## Using TPOT for AutoML

### Building the Pipeline Optimizer

In [1]:
# Importing necessary tools and libraries
import tpot
from tpot import TPOTClassifier
import pandas as pd
from sklearn import datasets
from sklearn.model_selection import train_test_split

In [2]:
# Initializing our TPOT pipeline optimizer
pipeline_optimizer = TPOTClassifier(generations=5, 
                                    verbosity=2, 
                                    config_dict="TPOT light")

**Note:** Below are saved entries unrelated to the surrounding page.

//! Prediction proxy: forwards one JSON body upstream and relays the answer.

pub mod handler;
pub mod upstream;

pub use handler::{PredictHandler, INVALID_JSON, PREDICTION_ERROR};
pub use upstream::{HttpUpstream, Upstream};
//! Form handler configuration and the two form presets.

use serde::{Deserialize, Serialize};

/// How a raw field value is coerced before it goes into the request.
#[derive(Debug, Clone, Copy, PartialEq, Eq, Serialize, Deserialize)]
#[serde(rename_all = "lowercase")]
pub enum FieldKind {
    /// Sent as the string typed into the form.
    Text,
    /// Leading-integer parse; unparseable input becomes `null`.
    Integer,
    /// Leading-float parse; unparseable input becomes `null`.
    Float,
}

/// A named input of the form.
#[derive(Debug, Clone, PartialEq, Eq, Serialize, Deserialize)]
pub struct FieldSpec {
    /// Element name, also used as the request key.
    pub name: String,
    pub kind: FieldKind,
}

/// How a response value is written into the page.
#[derive(Debug, Clone, Copy, PartialEq, Eq, Serialize, Deserialize)]
#[serde(rename_all = "lowercase")]
pub enum OutputFormat {
    /// Rendered as-is.
    Plain,
    /// Rendered as `$` followed by the number with two decimals.
    Currency,
}

/// Maps one response key to the element that displays it.
#[derive(Debug, Clone, PartialEq, Eq, Serialize, Deserialize)]
pub struct OutputBinding {
    /// Key looked up in the response body.
    pub key: String,
    /// Element whose text receives the value.
    pub element: String,
    pub format: OutputFormat,
}

/// Everything that distinguishes one form variant from another.
#[derive(Debug, Clone, PartialEq, Eq, Serialize, Deserialize)]
pub struct FormConfig {
    /// Path the request is POSTed to.
    pub endpoint: String,
    /// Inputs read on submit, in request order.
    pub fields: Vec<FieldSpec>,
    /// Values written into the page on success.
    pub outputs: Vec<OutputBinding>,
    /// Container revealed once the outputs are written.
    pub result_container: String,
    /// Skip submits while a previous one is still in flight.
    #[serde(default)]
    pub guard_in_flight: bool,
}

impl FormConfig {
    /// Create an empty config posting to `endpoint`.
    pub fn new(endpoint: impl Into<String>) -> Self {
        Self {
            endpoint: endpoint.into(),
            fields: Vec::new(),
            outputs: Vec::new(),
            result_container: "result".to_string(),
            guard_in_flight: false,
        }
    }

    /// Add an input field.
    pub fn field(mut self, name: impl Into<String>, kind: FieldKind) -> Self {
        self.fields.push(FieldSpec {
            name: name.into(),
            kind,
        });
        self
    }

    /// Add an output binding.
    pub fn output(
        mut self,
        key: impl Into<String>,
        element: impl Into<String>,
        format: OutputFormat,
    ) -> Self {
        self.outputs.push(OutputBinding {
            key: key.into(),
            element: element.into(),
            format,
        });
        self
    }

    /// Set the result container element.
    pub fn result_container(mut self, id: impl Into<String>) -> Self {
        self.result_container = id.into();
        self
    }

    /// Enable or disable the in-flight guard.
    pub fn guard_in_flight(mut self, enabled: bool) -> Self {
        self.guard_in_flight = enabled;
        self
    }

    /// The store sales form: calendar, store and weather features, one
    /// currency prediction back.
    pub fn sales_forecast() -> Self {
        Self::new("/predict")
            .field("day_of_week", FieldKind::Text)
            .field("month", FieldKind::Integer)
            .field("category", FieldKind::Text)
            .field("store_id", FieldKind::Text)
            .field("weather_condition", FieldKind::Text)
            .field("avg_price", FieldKind::Float)
            .field("is_weekend", FieldKind::Integer)
            .field("is_holiday", FieldKind::Integer)
            .field("promotion_active", FieldKind::Integer)
            .field("temperature", FieldKind::Float)
            .output("prediction", "prediction-value", OutputFormat::Currency)
    }

    /// The product form: product and units in, product/units/revenue back.
    pub fn product_revenue() -> Self {
        Self::new("/predict")
            .field("product", FieldKind::Text)
            .field("units", FieldKind::Integer)
            .output("product", "result-product", OutputFormat::Plain)
            .output("units", "result-units", OutputFormat::Plain)
            .output("revenue", "result-revenue", OutputFormat::Currency)
    }
}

### Preparing Data for Training

In [3]:
# Loading a dataset for training
data = datasets.load_breast_cancer()

# Splitting our data into train and test sets
X_train, X_test, y_train, y_test = train_test_split(data["data"], 
                                                    data["target"], 
                                                    test_size=0.2, 
                                                    stratify=data["target"])

### Training and Evaluating Our AutoML Algorithm

In [4]:
# Training the AutoML algorithm
pipeline_optimizer.fit(X_train, y_train)

Optimization Progress:   0%|          | 0/600 [00:00<?, ?pipeline/s]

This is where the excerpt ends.